_Problem details:_
The answer must consist of every line from the entries below that contains the word "ExitCode".

————————

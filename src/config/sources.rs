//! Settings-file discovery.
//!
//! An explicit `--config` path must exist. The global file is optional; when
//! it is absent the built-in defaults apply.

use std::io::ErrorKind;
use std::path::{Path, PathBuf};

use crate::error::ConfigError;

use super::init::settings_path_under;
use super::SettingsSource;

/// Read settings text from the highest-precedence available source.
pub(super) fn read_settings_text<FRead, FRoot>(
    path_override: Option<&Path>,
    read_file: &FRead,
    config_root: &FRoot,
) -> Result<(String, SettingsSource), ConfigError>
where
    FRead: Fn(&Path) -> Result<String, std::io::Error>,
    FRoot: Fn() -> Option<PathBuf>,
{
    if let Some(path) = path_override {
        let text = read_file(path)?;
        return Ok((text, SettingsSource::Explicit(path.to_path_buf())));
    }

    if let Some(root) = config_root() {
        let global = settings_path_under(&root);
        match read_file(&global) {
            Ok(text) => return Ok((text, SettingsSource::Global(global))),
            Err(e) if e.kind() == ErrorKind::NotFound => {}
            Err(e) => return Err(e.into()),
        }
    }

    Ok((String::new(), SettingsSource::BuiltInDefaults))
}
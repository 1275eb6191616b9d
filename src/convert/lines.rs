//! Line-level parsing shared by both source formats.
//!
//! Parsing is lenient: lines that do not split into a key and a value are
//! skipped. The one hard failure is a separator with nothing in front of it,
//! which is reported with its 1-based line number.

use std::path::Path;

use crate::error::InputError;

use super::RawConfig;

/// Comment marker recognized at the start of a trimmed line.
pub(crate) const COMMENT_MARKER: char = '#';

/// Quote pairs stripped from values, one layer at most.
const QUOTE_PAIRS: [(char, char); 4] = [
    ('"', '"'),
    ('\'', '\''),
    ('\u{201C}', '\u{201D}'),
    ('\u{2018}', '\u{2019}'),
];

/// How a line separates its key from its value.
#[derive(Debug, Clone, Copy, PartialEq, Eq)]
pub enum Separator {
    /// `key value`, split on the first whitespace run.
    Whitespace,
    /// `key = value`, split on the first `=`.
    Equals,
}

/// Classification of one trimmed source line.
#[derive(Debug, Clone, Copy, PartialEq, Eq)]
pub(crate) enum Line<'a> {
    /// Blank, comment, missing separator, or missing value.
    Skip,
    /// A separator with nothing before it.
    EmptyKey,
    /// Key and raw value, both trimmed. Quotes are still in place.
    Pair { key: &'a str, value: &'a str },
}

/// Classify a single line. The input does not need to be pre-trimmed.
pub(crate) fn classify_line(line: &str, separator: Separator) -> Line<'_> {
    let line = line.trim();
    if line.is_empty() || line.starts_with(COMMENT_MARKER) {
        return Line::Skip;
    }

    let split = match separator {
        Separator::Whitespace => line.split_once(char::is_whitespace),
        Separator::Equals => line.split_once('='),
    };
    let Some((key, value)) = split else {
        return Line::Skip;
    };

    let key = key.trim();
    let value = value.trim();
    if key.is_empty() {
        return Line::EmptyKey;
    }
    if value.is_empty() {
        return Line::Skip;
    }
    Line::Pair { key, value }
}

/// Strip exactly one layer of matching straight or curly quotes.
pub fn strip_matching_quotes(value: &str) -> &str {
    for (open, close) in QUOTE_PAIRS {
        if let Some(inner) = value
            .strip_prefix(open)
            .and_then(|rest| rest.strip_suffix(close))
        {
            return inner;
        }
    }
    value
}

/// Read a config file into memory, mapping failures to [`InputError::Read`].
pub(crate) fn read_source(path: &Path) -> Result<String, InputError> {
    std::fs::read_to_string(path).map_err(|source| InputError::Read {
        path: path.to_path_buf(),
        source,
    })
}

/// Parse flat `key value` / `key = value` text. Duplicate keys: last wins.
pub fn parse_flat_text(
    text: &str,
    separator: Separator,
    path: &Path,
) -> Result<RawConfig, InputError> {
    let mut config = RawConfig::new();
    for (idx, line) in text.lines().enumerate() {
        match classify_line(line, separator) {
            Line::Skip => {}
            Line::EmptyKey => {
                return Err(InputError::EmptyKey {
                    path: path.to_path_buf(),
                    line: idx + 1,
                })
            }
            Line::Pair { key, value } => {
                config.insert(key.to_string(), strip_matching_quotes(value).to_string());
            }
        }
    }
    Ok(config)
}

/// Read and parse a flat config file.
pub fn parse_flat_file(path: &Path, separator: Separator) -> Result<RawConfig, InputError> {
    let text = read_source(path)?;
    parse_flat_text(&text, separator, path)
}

————————

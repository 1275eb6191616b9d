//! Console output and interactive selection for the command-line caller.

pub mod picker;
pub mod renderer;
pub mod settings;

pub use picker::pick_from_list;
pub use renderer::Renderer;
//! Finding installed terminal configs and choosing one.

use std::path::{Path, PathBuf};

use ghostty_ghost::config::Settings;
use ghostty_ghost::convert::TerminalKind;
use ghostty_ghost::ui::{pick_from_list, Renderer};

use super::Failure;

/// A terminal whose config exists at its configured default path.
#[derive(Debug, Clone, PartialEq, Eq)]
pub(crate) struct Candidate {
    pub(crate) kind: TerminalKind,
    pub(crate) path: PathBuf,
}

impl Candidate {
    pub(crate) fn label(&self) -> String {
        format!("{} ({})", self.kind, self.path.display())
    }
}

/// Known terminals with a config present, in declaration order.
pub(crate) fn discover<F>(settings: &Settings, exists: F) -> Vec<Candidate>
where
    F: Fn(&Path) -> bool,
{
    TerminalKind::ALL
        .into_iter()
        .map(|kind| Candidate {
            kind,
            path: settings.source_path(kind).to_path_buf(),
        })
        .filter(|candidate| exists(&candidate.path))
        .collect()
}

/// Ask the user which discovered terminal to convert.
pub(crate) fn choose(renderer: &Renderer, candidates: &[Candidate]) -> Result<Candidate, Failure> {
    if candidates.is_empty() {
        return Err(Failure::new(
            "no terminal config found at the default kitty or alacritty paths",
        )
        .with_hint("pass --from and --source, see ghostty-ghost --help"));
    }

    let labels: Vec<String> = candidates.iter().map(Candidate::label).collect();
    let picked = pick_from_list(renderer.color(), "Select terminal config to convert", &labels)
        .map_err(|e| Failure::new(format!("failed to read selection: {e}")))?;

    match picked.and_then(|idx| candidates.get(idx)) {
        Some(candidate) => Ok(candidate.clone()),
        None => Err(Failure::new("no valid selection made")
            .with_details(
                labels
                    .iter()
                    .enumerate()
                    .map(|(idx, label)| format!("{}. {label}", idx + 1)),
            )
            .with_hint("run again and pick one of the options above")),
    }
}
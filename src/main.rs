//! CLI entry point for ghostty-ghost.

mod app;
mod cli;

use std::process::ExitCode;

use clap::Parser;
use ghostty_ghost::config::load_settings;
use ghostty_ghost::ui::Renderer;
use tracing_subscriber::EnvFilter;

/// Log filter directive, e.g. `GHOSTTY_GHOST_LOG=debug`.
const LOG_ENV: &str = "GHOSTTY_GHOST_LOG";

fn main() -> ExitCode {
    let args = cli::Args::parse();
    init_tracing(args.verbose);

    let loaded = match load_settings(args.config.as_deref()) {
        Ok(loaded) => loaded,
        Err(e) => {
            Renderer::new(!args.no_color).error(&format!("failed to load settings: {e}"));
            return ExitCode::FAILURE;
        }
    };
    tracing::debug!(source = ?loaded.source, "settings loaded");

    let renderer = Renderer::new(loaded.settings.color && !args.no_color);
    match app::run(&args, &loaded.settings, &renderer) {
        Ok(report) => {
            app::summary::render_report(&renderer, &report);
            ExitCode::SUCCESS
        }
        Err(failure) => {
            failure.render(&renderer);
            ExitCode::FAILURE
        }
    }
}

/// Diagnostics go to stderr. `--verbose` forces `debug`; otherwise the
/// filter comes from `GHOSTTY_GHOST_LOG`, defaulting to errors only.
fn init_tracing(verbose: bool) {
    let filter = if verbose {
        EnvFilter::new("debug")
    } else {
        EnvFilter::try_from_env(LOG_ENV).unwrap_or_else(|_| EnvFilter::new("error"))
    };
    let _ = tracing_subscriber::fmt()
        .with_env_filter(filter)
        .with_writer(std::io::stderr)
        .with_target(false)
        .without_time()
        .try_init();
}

————————

_Expected output:_
use std::process::ExitCode;
fn main() -> ExitCode {
            return ExitCode::FAILURE;
            ExitCode::SUCCESS
            ExitCode::FAILURE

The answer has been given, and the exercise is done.